Jesús Lara se proyecta, en el horizonte cultural cubano, como un artista, un hombre pleno, necesitado de la comunicación, de canales que le permitan compartir su mundo de emociones, percepciones y nociones con los demás, fuera del menor prejuicio o linde académico; distante de la menor prevención en cuanto a géneros y formatos. A gusto escribí “necesitado de canales”, y no de un canal. Lara se expresa en cuanto medio tiene a mano, o en la cabeza, y viaja de una posibilidad a otra con una organicidad envidiable. Resulta curioso que los años más recientes de la cultura cubana han visto florecer este tipo de creador total, o interdisciplinario, o multiforme, alejado del gremio, de la pandilla, de la única opción gregaria. Amaury Pérez escribe novelas, Jorge Perugorría y Alberto Pujols pintan, yo mismo me he pasado a la narrativa luego de varios libros de ensayo; pero en Lara la inconformidad ha estado siempre. Es inconcebible Lara sin esa mutación de géneros y convenciones, que él despliega como le venga en gana.
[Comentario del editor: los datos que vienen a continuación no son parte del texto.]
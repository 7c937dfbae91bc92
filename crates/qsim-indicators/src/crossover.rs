/// The direction of a strict crossing between two series.
#[derive(Copy, Clone, Debug, PartialEq, Eq)]
pub enum Crossover {
    /// `short` moved from `<= long` to `> long`.
    Above,
    /// `short` moved from `>= long` to `< long`.
    Below,
}

/// Detects strict crossovers between two equal-length series.
///
/// A crossing requires both the previous and current bar to be defined.
/// Ties (`short == long`) are never reported as a crossing themselves, but
/// they do count as the "at or below"/"at or above" side for the purpose of
/// detecting the *next* transition, per the strict `<=`/`>` rule.
pub fn crossovers(short: &[Option<f64>], long: &[Option<f64>]) -> Vec<Option<Crossover>> {
    assert_eq!(short.len(), long.len(), "series must be equal length");
    let mut out = vec![None; short.len()];
    for i in 1..short.len() {
        let (Some(prev_s), Some(prev_l)) = (short[i - 1], long[i - 1]) else {
            continue;
        };
        let (Some(cur_s), Some(cur_l)) = (short[i], long[i]) else {
            continue;
        };
        if prev_s <= prev_l && cur_s > cur_l {
            out[i] = Some(Crossover::Above);
        } else if prev_s >= prev_l && cur_s < cur_l {
            out[i] = Some(Crossover::Below);
        }
    }
    out
}

#[cfg(test)]
mod tests {
    use super::*;

    #[test]
    fn detects_upward_crossing() {
        let short = vec![Some(1.0), Some(2.0), Some(4.0)];
        let long = vec![Some(2.0), Some(2.0), Some(3.0)];
        let out = crossovers(&short, &long);
        assert_eq!(out, vec![None, None, Some(Crossover::Above)]);
    }

    #[test]
    fn tie_is_not_a_crossing() {
        let short = vec![Some(2.0), Some(2.0)];
        let long = vec![Some(2.0), Some(2.0)];
        let out = crossovers(&short, &long);
        assert_eq!(out, vec![None, None]);
    }

    #[test]
    fn undefined_inputs_produce_no_signal() {
        let short = vec![None, Some(2.0)];
        let long = vec![Some(1.0), Some(1.0)];
        let out = crossovers(&short, &long);
        assert_eq!(out, vec![None, None]);
    }
}
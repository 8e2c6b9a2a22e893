mod paging_config;
pub use paging_config::PagingConfig;
pub use paging_config::TagsPaging;

mod listing_config;
pub use listing_config::ListingConfig;
pub use listing_config::StorageConfig;
/// A bounded window over an ordered key space,
///
#[derive(Debug, Clone, Default, PartialEq, Eq)]
pub struct ResultWindow {
    /// Keys in the window, strictly increasing,
    ///
    pub items: Vec<String>,
    /// True if the window is full and more keys follow the last one,
    ///
    pub truncated: bool,
}

impl ResultWindow {
    /// Returns the cursor to resume after this window, if more keys follow,
    ///
    pub fn next_cursor(&self) -> Option<&str> {
        if self.truncated {
            self.items.last().map(String::as_str)
        } else {
            None
        }
    }
}

/// Selects up to `n` candidates that sort strictly after `last`,
///
/// Candidates must already be in ascending order. The window is only truncated when it is full
/// and at least one more candidate would have qualified. A page size of 0 always returns an empty,
/// non-truncated window.
///
pub fn page_filter(candidates: &[String], last: &str, n: usize) -> ResultWindow {
    let mut window = ResultWindow::default();
    if n == 0 {
        return window;
    }

    let mut remaining = candidates.iter().filter(|c| c.as_str() > last);
    for candidate in remaining.by_ref() {
        window.items.push(candidate.clone());
        if window.items.len() == n {
            break;
        }
    }

    window.truncated = window.items.len() == n && remaining.next().is_some();
    window
}
use std::io::ErrorKind;
use std::path::{Path, PathBuf};

use async_trait::async_trait;
use tracing::{event, Level};

use super::{FillOutcome, RepositoryEnumerator, TagEnumerator, TagLookupError};
use crate::Error;

/// Path of the repositories root, relative to the storage root,
///
const REPOSITORIES_ROOT: &'static str = "docker/registry/v2/repositories";

/// Storage that reads the on-disk layout of a distribution filesystem driver,
///
/// ```markdown
/// <root>/docker/registry/v2/repositories/<name>/_manifests/tags/<tag>/
/// ```
///
/// A directory is a repository if it has a child directory starting w/ `_`, repositories may be nested,
///
#[derive(Debug, Clone)]
pub struct FilesystemStore {
    root: PathBuf,
}

impl FilesystemStore {
    /// Returns a store for the storage root,
    ///
    pub fn new(root: impl Into<PathBuf>) -> Self {
        Self { root: root.into() }
    }

    /// Returns the directory that contains repositories,
    ///
    pub fn repositories_root(&self) -> PathBuf {
        self.root.join(REPOSITORIES_ROOT)
    }

    /// Walks the repositories root and returns every repository name after `last` in ascending order,
    ///
    /// Names are not yielded in string order by the walk, so each call reads every subtree that could
    /// hold a name after `last` and sorts the result. Cost is proportional to the remaining catalog, not the page,
    ///
    async fn repositories(&self, last: &str) -> std::io::Result<Vec<String>> {
        let root = self.repositories_root();

        let mut found = vec![];
        let mut pending = vec![PathBuf::new()];
        while let Some(relative) = pending.pop() {
            let mut entries = match tokio::fs::read_dir(root.join(&relative)).await {
                Ok(entries) => entries,
                // Removed while walking
                Err(err) if err.kind() == ErrorKind::NotFound && relative.components().next().is_some() => {
                    continue;
                }
                Err(err) => return Err(err),
            };

            let mut is_repository = false;
            while let Some(entry) = entries.next_entry().await? {
                if !entry.file_type().await?.is_dir() {
                    continue;
                }

                let name = entry.file_name().to_string_lossy().to_string();
                if name.starts_with('_') {
                    is_repository = true;
                    continue;
                }

                let child = relative.join(name);
                if before_cursor(&repository_name(&child), last) {
                    event!(Level::TRACE, "Skipping {:?}, sorts before {last}", child);
                } else {
                    pending.push(child);
                }
            }

            if is_repository && relative.components().next().is_some() {
                let name = repository_name(&relative);
                if name.as_str() > last {
                    found.push(name);
                }
            }
        }

        found.sort();
        Ok(found)
    }
}

/// Returns true if `name` and every name nested under it sort at or before `last`,
///
fn before_cursor(name: &str, last: &str) -> bool {
    let prefix = format!("{name}/");
    last > prefix.as_str() && !last.starts_with(&prefix)
}

fn repository_name(relative: &Path) -> String {
    relative
        .components()
        .map(|c| c.as_os_str().to_string_lossy())
        .collect::<Vec<_>>()
        .join("/")
}

#[async_trait]
impl RepositoryEnumerator for FilesystemStore {
    async fn fill(&self, buffer: &mut Vec<String>, limit: usize, last: &str) -> FillOutcome {
        let repositories = match self.repositories(last).await {
            Ok(repositories) => repositories,
            Err(err) if err.kind() == ErrorKind::NotFound => {
                event!(
                    Level::DEBUG,
                    "Repositories root does not exist, {:?}",
                    self.repositories_root()
                );
                return FillOutcome::PathNotFound;
            }
            Err(err) => return FillOutcome::Failure(Error::from(err)),
        };

        let mut remaining = repositories.into_iter();
        buffer.extend(remaining.by_ref().take(limit));

        if remaining.next().is_some() {
            FillOutcome::More
        } else {
            FillOutcome::End
        }
    }
}

#[async_trait]
impl TagEnumerator for FilesystemStore {
    async fn all_tags(&self, repository: &str) -> Result<Vec<String>, TagLookupError> {
        let tags_root = self
            .repositories_root()
            .join(repository)
            .join("_manifests")
            .join("tags");

        let mut entries = match tokio::fs::read_dir(&tags_root).await {
            Ok(entries) => entries,
            Err(err) if err.kind() == ErrorKind::NotFound => {
                return Err(TagLookupError::RepositoryUnknown(repository.to_string()));
            }
            Err(err) => return Err(Error::from(err).into()),
        };

        let mut tags = vec![];
        while let Some(entry) = entries.next_entry().await.map_err(Error::from)? {
            if entry.file_type().await.map_err(Error::from)?.is_dir() {
                tags.push(entry.file_name().to_string_lossy().to_string());
            }
        }

        event!(Level::TRACE, "Found {} tags for {repository}", tags.len());
        Ok(tags)
    }
}

#[allow(unused_imports)]
#[cfg(test)]
mod tests {
    use std::path::Path;

    use super::before_cursor;
    use crate::storage::{FillOutcome, RepositoryEnumerator, TagEnumerator, TagLookupError};
    use crate::FilesystemStore;

    /// Creates a test storage root under .test/<name>,
    ///
    fn create_test_root(name: &str, repositories: Vec<(&str, Vec<&str>)>) -> FilesystemStore {
        let root = Path::new(".test").join(name);
        if root.exists() {
            std::fs::remove_dir_all(&root).expect("should be able to clean test dir");
        }

        let store = FilesystemStore::new(&root);
        for (repository, tags) in repositories {
            let manifests = store.repositories_root().join(repository).join("_manifests");
            std::fs::create_dir_all(manifests.join("revisions"))
                .expect("should be able to create test dir");
            for tag in tags.iter() {
                std::fs::create_dir_all(manifests.join("tags").join(tag).join("current"))
                    .expect("should be able to create test dir");
            }
        }
        store
    }

    #[tokio::test]
    #[tracing_test::traced_test]
    async fn test_filesystem_fill() {
        let store = create_test_root(
            "test_filesystem_fill",
            vec![
                ("library/ubuntu", vec!["latest"]),
                ("library/alpine", vec!["3.18"]),
                ("library/alpine/nested", vec![]),
                ("library-x", vec![]),
                ("zeta", vec![]),
            ],
        );

        let mut buffer = vec![];
        let outcome = store.fill(&mut buffer, 10, "").await;
        assert!(matches!(outcome, FillOutcome::End));
        assert_eq!(
            vec![
                "library-x",
                "library/alpine",
                "library/alpine/nested",
                "library/ubuntu",
                "zeta"
            ],
            buffer
        );

        let mut buffer = vec![];
        let outcome = store.fill(&mut buffer, 2, "library/alpine").await;
        assert!(matches!(outcome, FillOutcome::More));
        assert_eq!(vec!["library/alpine/nested", "library/ubuntu"], buffer);

        let mut buffer = vec![];
        let outcome = store.fill(&mut buffer, 2, "library/ubuntu").await;
        assert!(matches!(outcome, FillOutcome::End));
        assert_eq!(vec!["zeta"], buffer);

        let mut buffer = vec![];
        let outcome = store.fill(&mut buffer, usize::MAX, "library-x").await;
        assert!(matches!(outcome, FillOutcome::End));
        assert_eq!(4, buffer.len());
    }

    #[test]
    fn test_before_cursor() {
        assert!(before_cursor("library-x", "library/alpine"));
        assert!(before_cursor("library/alpine", "library/ubuntu"));
        assert!(!before_cursor("library", "library/alpine"));
        assert!(!before_cursor("library/alpine", "library/alpine"));
        assert!(!before_cursor("zeta", "library/ubuntu"));
        assert!(!before_cursor("a", ""));
    }

    #[tokio::test]
    #[tracing_test::traced_test]
    async fn test_filesystem_missing_root() {
        let store = FilesystemStore::new(".test/test_filesystem_missing_root/does-not-exist");

        let mut buffer = vec![];
        let outcome = store.fill(&mut buffer, 10, "").await;
        assert!(buffer.is_empty());
        assert!(matches!(outcome, FillOutcome::PathNotFound));
    }

    #[tokio::test]
    #[tracing_test::traced_test]
    async fn test_filesystem_tags() {
        let store = create_test_root(
            "test_filesystem_tags",
            vec![("library/ubuntu", vec!["latest", "20.04", "22.04"])],
        );

        let mut tags = store
            .all_tags("library/ubuntu")
            .await
            .expect("should have tags");
        tags.sort();
        assert_eq!(vec!["20.04", "22.04", "latest"], tags);

        match store.all_tags("library/missing").await {
            Err(TagLookupError::RepositoryUnknown(name)) => assert_eq!("library/missing", name),
            _ => panic!("should be an unknown repository"),
        }
    }
}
Ha adquirido un rápido prestigio como paisajista, a partir de una distinción: el paisaje como metonimia. El paisaje físico, la maleza, la vegetación intrincada, como expresión de otra cosa: los pasadizos mentales, los recovecos del alma, las veleidades del sentimiento y la pasión. Pocas veces, en la historia del arte cubano, lo físico, por virtuoso o exhaustivo que se quiera, ha servido de tal forma a la profundización en otra cosa, de naturaleza conceptual, poética, psicológica. En los últimos tiempos, la superficie bidimensional ha dado paso a todo tipo de experimentación con soportes y medios; experiencias volumétricas, instalaciones, intervenciones, etc. Entre Lara y el mundo no existe una sola pared convincente como para apartarlos, como para impedir que se entreveren y confundan. Parale¬lamente, durante todos estos años, han estado los poemas de Lara, que delatan –si no es que los paisajes lo hacen ya- una sensibilidad atormentada y pantagruélica, voraz en relación con el conocimiento y sobre todo con la espiritualidad; poemas que sancionan con cariño, en la medida en que ofrecen una visión sobre la conducta humana cargada de nobleza y de perplejidad ante la torcedura del universo.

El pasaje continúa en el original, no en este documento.